### [Work to complete]
All of the records must be set down again word for word.

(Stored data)
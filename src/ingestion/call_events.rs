//! Telephony call events.
//!
//! Call platforms report a call as a sequence of events keyed by `call_id`. The first
//! event creates the interaction; later events update it in place.

use std::str::FromStr;

use chrono::{DateTime, Utc};
use serde::{Deserialize, Serialize};
use serde_json::{Map, Value as JsonValue};
use tracing::instrument;
use utoipa::ToSchema;
use uuid::Uuid;

use super::{IngestInteractionRequest, IngestionService, UpdateInteractionRequest};
use crate::error::{AttributionError, EngineResult};
use crate::identity::IdentifierInput;

const CALL_CHANNEL: &str = "call";
const DEFAULT_DIRECTION: &str = "inbound";
const DEFAULT_LANGUAGE: &str = "en";

/// Body of `POST /api/v1/webhooks/calls`
#[derive(Debug, Clone, Serialize, Deserialize, ToSchema)]
pub struct CallEvent {
    /// `call.started`, `call.ended`, `call.transcript.updated`, or `call.intent.detected`
    pub event_type: String,
    /// Platform call id; used as the interaction's external id
    pub call_id: String,
    pub timestamp: DateTime<Utc>,
    #[serde(default)]
    #[schema(value_type = Object)]
    pub data: Map<String, JsonValue>,
}

#[derive(Debug, Clone, Copy, PartialEq, Eq)]
pub enum CallEventKind {
    Started,
    Ended,
    TranscriptUpdated,
    IntentDetected,
}

impl FromStr for CallEventKind {
    type Err = AttributionError;

    fn from_str(value: &str) -> Result<Self, Self::Err> {
        match value.trim() {
            "call.started" | "call.start" => Ok(Self::Started),
            "call.ended" | "call.end" => Ok(Self::Ended),
            "call.transcript.updated" => Ok(Self::TranscriptUpdated),
            "call.intent.detected" => Ok(Self::IntentDetected),
            other => Err(AttributionError::invalid(format!(
                "unsupported call event type '{other}'"
            ))),
        }
    }
}

#[derive(Debug, Clone, Serialize, Deserialize, ToSchema)]
pub struct CallEventResponse {
    pub status: String,
    pub interaction_id: Uuid,
    pub customer_id: Option<Uuid>,
}

impl CallEvent {
    fn string(&self, key: &str) -> Option<String> {
        self.data
            .get(key)
            .and_then(JsonValue::as_str)
            .map(str::trim)
            .filter(|value| !value.is_empty())
            .map(str::to_string)
    }

    /// An RFC 3339 timestamp from `data`, falling back to the event timestamp.
    fn time(&self, key: &str) -> DateTime<Utc> {
        self.data
            .get(key)
            .and_then(JsonValue::as_str)
            .and_then(|raw| DateTime::parse_from_rfc3339(raw).ok())
            .map(|at| at.with_timezone(&Utc))
            .unwrap_or(self.timestamp)
    }

    fn identifiers(&self) -> Vec<IdentifierInput> {
        let mut identifiers = Vec::new();
        if let Some(phone) = self.string("phone_number") {
            identifiers.push(IdentifierInput::new("phone", phone));
        }
        if let Some(email) = self.string("email") {
            identifiers.push(IdentifierInput::new("email", email));
        }
        identifiers
    }

    fn secondary_intents(&self) -> Option<Vec<String>> {
        let intents: Vec<String> = self
            .data
            .get("secondary_intents")?
            .as_array()?
            .iter()
            .filter_map(|intent| intent.as_str().map(str::to_string))
            .collect();
        (!intents.is_empty()).then_some(intents)
    }
}

impl IngestionService {
    /// Maps a call event onto interaction ingestion or a lifecycle update.
    #[instrument(skip(self, event), fields(tenant_id = %tenant_id, call_id = %event.call_id, event_type = %event.event_type))]
    pub async fn handle_call_event(
        &self,
        tenant_id: Uuid,
        event: CallEvent,
    ) -> EngineResult<CallEventResponse> {
        let kind: CallEventKind = event.event_type.parse()?;
        if event.call_id.trim().is_empty() {
            return Err(AttributionError::invalid("call_id must not be blank"));
        }

        if kind == CallEventKind::Started {
            let request = IngestInteractionRequest {
                external_interaction_id: event.call_id.clone(),
                channel: CALL_CHANNEL.to_string(),
                vendor_code: event.string("vendor_code"),
                customer_identifiers: event.identifiers(),
                started_at: event.time("started_at"),
                ended_at: None,
                direction: Some(
                    event
                        .string("direction")
                        .unwrap_or_else(|| DEFAULT_DIRECTION.to_string()),
                ),
                language: Some(
                    event
                        .string("language")
                        .unwrap_or_else(|| DEFAULT_LANGUAGE.to_string()),
                ),
                participants: Vec::new(),
                transcript_url: None,
                primary_intent: None,
                secondary_intents: Vec::new(),
                outcome_prediction: None,
                purchase_probability: None,
                raw_metadata: Some(JsonValue::Object(event.data.clone())),
            };
            let created = self.ingest_interaction(tenant_id, request).await?;
            return Ok(CallEventResponse {
                status: "processed".to_string(),
                interaction_id: created.interaction_id,
                customer_id: created.customer_id,
            });
        }

        let update = match kind {
            CallEventKind::Ended => UpdateInteractionRequest {
                ended_at: Some(event.time("ended_at")),
                transcript_url: event.string("transcript_url"),
                outcome_prediction: event.string("outcome"),
                ..Default::default()
            },
            CallEventKind::TranscriptUpdated => UpdateInteractionRequest {
                transcript_url: event.string("transcript_url"),
                ..Default::default()
            },
            CallEventKind::IntentDetected => UpdateInteractionRequest {
                primary_intent: event.string("primary_intent"),
                secondary_intents: event.secondary_intents(),
                purchase_probability: event
                    .data
                    .get("purchase_probability")
                    .and_then(JsonValue::as_f64),
                ..Default::default()
            },
            CallEventKind::Started => UpdateInteractionRequest::default(),
        };

        let updated = self
            .update_interaction(tenant_id, &event.call_id, update)
            .await?;
        Ok(CallEventResponse {
            status: "processed".to_string(),
            interaction_id: updated.id,
            customer_id: updated.customer_id,
        })
    }
}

### [Answer section]
filename src/ingestion/call_events.rs
//! Telephony call events.
//!
//! Call platforms report a call as a sequence of events keyed by `call_id`. The first
//! event creates the interaction; later events update it in place.

use std::str::FromStr;

use chrono::{DateTime, Utc};
use serde::{Deserialize, Serialize};
use serde_json::{Map, Value as JsonValue};
use tracing::instrument;
use utoipa::ToSchema;
use uuid::Uuid;

use super::{IngestInteractionRequest, IngestionService, UpdateInteractionRequest};
use crate::error::{AttributionError, EngineResult};
use crate::identity::IdentifierInput;

const CALL_CHANNEL: &str = "call";
const DEFAULT_DIRECTION: &str = "inbound";
const DEFAULT_LANGUAGE: &str = "en";

/// Body of `POST /api/v1/webhooks/calls`
#[derive(Debug, Clone, Serialize, Deserialize, ToSchema)]
pub struct CallEvent {
    /// `call.started`, `call.ended`, `call.transcript.updated`, or `call.intent.detected`
    pub event_type: String,
    /// Platform call id; used as the interaction's external id
    pub call_id: String,
    pub timestamp: DateTime<Utc>,
    #[serde(default)]
    #[schema(value_type = Object)]
    pub data: Map<String, JsonValue>,
}

#[derive(Debug, Clone, Copy, PartialEq, Eq)]
pub enum CallEventKind {
    Started,
    Ended,
    TranscriptUpdated,
    IntentDetected,
}

impl FromStr for CallEventKind {
    type Err = AttributionError;

    fn from_str(value: &str) -> Result<Self, Self::Err> {
        match value.trim() {
            "call.started" | "call.start" => Ok(Self::Started),
            "call.ended" | "call.end" => Ok(Self::Ended),
            "call.transcript.updated" => Ok(Self::TranscriptUpdated),
            "call.intent.detected" => Ok(Self::IntentDetected),
            other => Err(AttributionError::invalid(format!(
                "unsupported call event type '{other}'"
            ))),
        }
    }
}

#[derive(Debug, Clone, Serialize, Deserialize, ToSchema)]
pub struct CallEventResponse {
    pub status: String,
    pub interaction_id: Uuid,
    pub customer_id: Option<Uuid>,
}

impl CallEvent {
    fn string(&self, key: &str) -> Option<String> {
        self.data
            .get(key)
            .and_then(JsonValue::as_str)
            .map(str::trim)
            .filter(|value| !value.is_empty())
            .map(str::to_string)
    }

    /// An RFC 3339 timestamp from `data`, falling back to the event timestamp.
    fn time(&self, key: &str) -> DateTime<Utc> {
        self.data
            .get(key)
            .and_then(JsonValue::as_str)
            .and_then(|raw| DateTime::parse_from_rfc3339(raw).ok())
            .map(|at| at.with_timezone(&Utc))
            .unwrap_or(self.timestamp)
    }

    fn identifiers(&self) -> Vec<IdentifierInput> {
        let mut identifiers = Vec::new();
        if let Some(phone) = self.string("phone_number") {
            identifiers.push(IdentifierInput::new("phone", phone));
        }
        if let Some(email) = self.string("email") {
            identifiers.push(IdentifierInput::new("email", email));
        }
        identifiers
    }

    fn secondary_intents(&self) -> Option<Vec<String>> {
        let intents: Vec<String> = self
            .data
            .get("secondary_intents")?
            .as_array()?
            .iter()
            .filter_map(|intent| intent.as_str().map(str::to_string))
            .collect();
        (!intents.is_empty()).then_some(intents)
    }
}

impl IngestionService {
    /// Maps a call event onto interaction ingestion or a lifecycle update.
    #[instrument(skip(self, event), fields(tenant_id = %tenant_id, call_id = %event.call_id, event_type = %event.event_type))]
    pub async fn handle_call_event(
        &self,
        tenant_id: Uuid,
        event: CallEvent,
    ) -> EngineResult<CallEventResponse> {
        let kind: CallEventKind = event.event_type.parse()?;
        if event.call_id.trim().is_empty() {
            return Err(AttributionError::invalid("call_id must not be blank"));
        }

        if kind == CallEventKind::Started {
            let request = IngestInteractionRequest {
                external_interaction_id: event.call_id.clone(),
                channel: CALL_CHANNEL.to_string(),
                vendor_code: event.string("vendor_code"),
                customer_identifiers: event.identifiers(),
                started_at: event.time("started_at"),
                ended_at: None,
                direction: Some(
                    event
                        .string("direction")
                        .unwrap_or_else(|| DEFAULT_DIRECTION.to_string()),
                ),
                language: Some(
                    event
                        .string("language")
                        .unwrap_or_else(|| DEFAULT_LANGUAGE.to_string()),
                ),
                participants: Vec::new(),
                transcript_url: None,
                primary_intent: None,
                secondary_intents: Vec::new(),
                outcome_prediction: None,
                purchase_probability: None,
                raw_metadata: Some(JsonValue::Object(event.data.clone())),
            };
            let created = self.ingest_interaction(tenant_id, request).await?;
            return Ok(CallEventResponse {
                status: "processed".to_string(),
                interaction_id: created.interaction_id,
                customer_id: created.customer_id,
            });
        }

        let update = match kind {
            CallEventKind::Ended => UpdateInteractionRequest {
                ended_at: Some(event.time("ended_at")),
                transcript_url: event.string("transcript_url"),
                outcome_prediction: event.string("outcome"),
                ..Default::default()
            },
            CallEventKind::TranscriptUpdated => UpdateInteractionRequest {
                transcript_url: event.string("transcript_url"),
                ..Default::default()
            },
            CallEventKind::IntentDetected => UpdateInteractionRequest {
                primary_intent: event.string("primary_intent"),
                secondary_intents: event.secondary_intents(),
                purchase_probability: event
                    .data
                    .get("purchase_probability")
                    .and_then(JsonValue::as_f64),
                ..Default::default()
            },
            CallEventKind::Started => UpdateInteractionRequest::default(),
        };

        let updated = self
            .update_interaction(tenant_id, &event.call_id, update)
            .await?;
        Ok(CallEventResponse {
            status: "processed".to_string(),
            interaction_id: updated.id,
            customer_id: updated.customer_id,
        })
    }
}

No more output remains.